Court Opinion

ID: 3191571
Source: CourtListenerOpinion
Date Created: 2016-04-05 20:01:03.81009+00
Date Added: 2024-06-11T12:05:31.588788
License: Public Domain

FILED
                           NOT FOR PUBLICATION                                 APR 05 2016

                                                                         MOLLY C. DWYER, CLERK
                    UNITED STATES COURT OF APPEALS                        U.S. COURT OF APPEALS

                            FOR THE NINTH CIRCUIT

MICHEL HENDRIX,                                  No. 13-56867

              Plaintiff - Appellant,             D.C. No. 2:13-cv-02402-MWF-
                                                 PLA
 v.

NOVARTIS PHARMACEUTICALS                         MEMORANDUM*
CORPORATION,

              Defendant - Appellee.

                   Appeal from the United States District Court
                       for the Central District of California
                  Michael W. Fitzgerald, District Judge, Presiding

                     Argued and Submitted December 11, 2015
                               Pasadena, California

Before: PREGERSON, TASHIMA, and CALLAHAN, Circuit Judges.
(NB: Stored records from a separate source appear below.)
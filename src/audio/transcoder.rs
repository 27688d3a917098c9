//! External transcoder invocation.

use std::ffi::OsString;
use std::path::{Path, PathBuf};
use std::process::Stdio;
use std::time::Duration;

use tokio::process::Command;
use tracing::{debug, error};

use crate::config::GatewayConfig;
use crate::errors::{AudioErrorKind, GatewayError, GatewayResult};

/// Maximum number of stderr characters carried in an error.
const STDERR_LIMIT: usize = 500;

/// Settings for one transcoder run, taken from the configuration.
#[derive(Debug, Clone)]
pub struct TranscodeSettings {
    /// Transcoder binary (bare name resolved through `PATH`, or a path).
    pub bin: PathBuf,
    /// Target sample rate in Hz.
    pub sample_rate: u32,
    /// Target channel count.
    pub channels: u16,
    /// Loudness filter, when normalization is enabled.
    pub loudnorm_filter: Option<String>,
    /// Time budget for the run.
    pub timeout: Duration,
}

impl TranscodeSettings {
    /// Extracts transcoder settings from the configuration.
    pub fn from_config(config: &GatewayConfig) -> Self {
        Self {
            bin: config.ffmpeg_bin().to_path_buf(),
            sample_rate: config.audio_target_sample_rate(),
            channels: config.audio_target_channels(),
            loudnorm_filter: config
                .audio_loudnorm()
                .then(|| config.audio_loudnorm_filter().to_string()),
            timeout: config.transcode_timeout(),
        }
    }
}

/// Builds the transcoder argument list.
///
/// Every element is a separate argument; nothing is passed through a shell.
pub fn build_args(settings: &TranscodeSettings, input: &Path, output: &Path) -> Vec<OsString> {
    let mut args: Vec<OsString> = vec![
        "-y".into(),
        "-i".into(),
        input.into(),
        "-ac".into(),
        settings.channels.to_string().into(),
        "-ar".into(),
        settings.sample_rate.to_string().into(),
    ];
    if let Some(filter) = &settings.loudnorm_filter {
        args.push("-af".into());
        args.push(filter.into());
    }
    args.push("-f".into());
    args.push("wav".into());
    args.push(output.into());
    args
}

/// Resolves the transcoder binary without running it.
///
/// A bare name is looked up in `PATH`; anything containing a path separator
/// is checked as-is. Files without execute permission are not candidates.
pub fn resolve_binary(bin: &Path) -> Option<PathBuf> {
    if bin.components().count() > 1 || bin.is_absolute() {
        return with_extensions(bin).into_iter().find(|p| is_executable(p));
    }
    let path = std::env::var_os("PATH")?;
    std::env::split_paths(&path)
        .flat_map(|dir| with_extensions(&dir.join(bin)))
        .find(|candidate| is_executable(candidate))
}

#[cfg(unix)]
fn is_executable(path: &Path) -> bool {
    use std::os::unix::fs::PermissionsExt;

    std::fs::metadata(path)
        .map(|meta| meta.is_file() && meta.permissions().mode() & 0o111 != 0)
        .unwrap_or(false)
}

#[cfg(not(unix))]
fn is_executable(path: &Path) -> bool {
    path.is_file()
}

/// Spellings of `path` to try. On Windows a name without an extension is
/// tried with each entry of `PATHEXT`.
#[cfg(windows)]
fn with_extensions(path: &Path) -> Vec<PathBuf> {
    if path.extension().is_some() {
        return vec![path.to_path_buf()];
    }
    let exts = std::env::var("PATHEXT").unwrap_or_else(|_| ".COM;.EXE;.BAT;.CMD".to_string());
    let mut candidates = vec![path.to_path_buf()];
    candidates.extend(
        exts.split(';')
            .filter(|ext| !ext.is_empty())
            .map(|ext| {
                let mut name = path.as_os_str().to_os_string();
                name.push(ext);
                PathBuf::from(name)
            }),
    );
    candidates
}

#[cfg(not(windows))]
fn with_extensions(path: &Path) -> Vec<PathBuf> {
    vec![path.to_path_buf()]
}

/// Runs the transcoder from `input` to `output`.
///
/// The child is killed if this future is dropped before it exits.
pub async fn run(settings: &TranscodeSettings, input: &Path, output: &Path) -> GatewayResult<()> {
    let bin = resolve_binary(&settings.bin).ok_or_else(|| {
        GatewayError::audio(
            AudioErrorKind::BinaryMissing,
            format!(
                "Transcoder binary not found: {}. Install ffmpeg or set FFMPEG_BIN",
                settings.bin.display()
            ),
        )
    })?;
    let args = build_args(settings, input, output);
    debug!(bin = %bin.display(), args = ?args, "Running transcoder");

    let child = Command::new(&bin)
        .args(&args)
        .stdin(Stdio::null())
        .kill_on_drop(true)
        .output();

    let output_result = match tokio::time::timeout(settings.timeout, child).await {
        Ok(result) => result,
        Err(_) => {
            error!(timeout = ?settings.timeout, "Transcoder timed out");
            return Err(GatewayError::audio(
                AudioErrorKind::Timeout,
                format!("Transcoder did not finish within {:?}", settings.timeout),
            ));
        }
    };

    let finished = output_result.map_err(|e| {
        let kind = if e.kind() == std::io::ErrorKind::NotFound {
            AudioErrorKind::BinaryMissing
        } else {
            AudioErrorKind::Io
        };
        GatewayError::audio(kind, format!("Failed to run {}: {}", bin.display(), e))
    })?;

    if !finished.status.success() {
        let stderr = truncate(&String::from_utf8_lossy(&finished.stderr), STDERR_LIMIT);
        error!(status = ?finished.status.code(), stderr = %stderr, "Transcoder failed");
        return Err(GatewayError::audio(
            AudioErrorKind::TranscodeFailed,
            format!("Transcoder exited with {}: {}", finished.status, stderr),
        ));
    }

    Ok(())
}

fn truncate(text: &str, limit: usize) -> String {
    text.trim().chars().take(limit).collect()
}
      Michael Hendrix (“Hendrix”) brought suit against Novartis Pharmaceuticals

Corporation (“Novartis”), alleging that Novartis’s prescription drug, Zometa,

caused his osteonecrosis of the jaw. Hendrix appeals the district court’s summary

judgment in favor of Novartis, as well as the district court’s order denying

        *
             This disposition is not appropriate for publication and is not precedent
except as provided by 9th Cir. R. 36-3.
Hendrix’s motion for leave to file an amended complaint for punitive damages. We

have jurisdiction pursuant to 28 U.S.C. § 1291. Reviewing the district court’s grant

of summary judgment de novo, Oswalt v. Resolute Indus., Inc., 642 F.3d 856, 859

(9th Cir. 2011), we affirm. Accordingly, we dismiss as moot the appeal from denial

of leave to amend.

      1.     The district court did not err in holding that Hendrix’s claim was time

barred under California’s two-year statute of limitations for personal injury. See

Cal. Code Civ. Proc. § 335.1. There are no genuine issues of material fact as to

when Hendrix discovered, or had reason to discover, his injury. See Jolly v. Eli

Lilly & Co., 44 Cal. 3d 1103, 1110–11 (1988) (noting that the limitations period

begins to run when a plaintiff suspects, or through reasonable diligence should

suspect, that the injury was caused by wrongdoing). By late 2003, Hendrix had

been given a working diagnosis and was taken off Zometa, because it was believed

to have caused his osteonecrosis of the jaw. This belief was communicated to both

Hendrix and his wife. Any reasonable jury would conclude that Hendrix knew or

should have suspected that Zometa had caused his injuries more than two years

before his January 17, 2006 filing. We affirm the district court’s grant of summary

judgment.

                                         -2-
      2.        Because we have affirmed the district court’s grant of summary

judgment, whether leave to amend was properly denied is now moot. Thus, there

no longer is any live, substantive claim to which a prayer for punitive damages

could attach.

      The district court’s grant of summary judgment is AFFIRMED. The appeal

from the denial of leave to amend is DISMISSED.